Miller’s own chapter examines a “a new approach to composition pioneered in the late 1970s by young musicians at the performing arts academy in Surakarta” that took at its starting point “the exploration of sound.” This approach might seem to relate to a broader “sonic turn” in contemporary art music, a development that “anticipated and fed the rise of sounds studies.” Miller “triangulates” between his topic and both of these, ultimately identifying “a deeper cultural basis for sound exploration” rooted in “an acoustemology specific to Indonesia.”  Miller’s knowledge of this facet of Indonesian contemporary art music draws both upon the formal research behind his Ph.D. dissertation, completed at Wesleyan University, and several decades of direct involvement as a performer and collaborator. This involvement stands beside his study of the performance practice of traditional Javanese gamelan music, study that informs his direction of the Cornell Gamelan Ensemble.

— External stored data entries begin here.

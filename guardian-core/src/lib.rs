//! # Guardian Core
//!
//! Shared types and cryptographic helpers for the deposit guardian.
//!
//! ## Modules
//! - [`deposit`]: Deposit contract events and event groups.
//! - [`keys`]: Operator keys, registry snapshots and per-module classification results.
//! - [`ssz`]: Deposit data hashing and the incremental deposit tree.
//! - [`crypto`]: The BLS verification seam and its `blst` implementation.
//! - [`signing`]: ECDSA signing of guardian messages.

/// Deposit contract events as they are read from chain and cached.
pub mod deposit;

/// Staking module, operator and key registry types.
pub mod keys;

/// SSZ hash tree roots for deposit data and the deposit contract merkle tree.
///
/// ## Features
/// - **Deposit data roots**: computes the node inserted into the deposit contract tree.
/// - **Signing roots**: computes the message a depositor signs with their BLS key.
/// - **Deposit tree**: an incremental merkle tree matching `get_deposit_root`.
pub mod ssz;

/// BLS signature verification used for deposits and vetted keys.
pub mod crypto;

/// Guardian message payload encoding and secp256k1 signatures.
pub mod signing;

Both of these are highly specialized areas of expertise, but as this book and his course Gamelan in Indonesian History and Cultures demonstrate, Miller is also solidly committed to furthering knowledge of all music in Indonesia.

For further reflections on the relationship of practitioners to the broader field of Indonesian music—one of themes Miller and McGraw explore in the introduction to their book—see also Miller’s essay in the fall bulletin of Cornell’s Southeast Asia Program, based on his keynote for the program’s 2022 Graduate Student Conference.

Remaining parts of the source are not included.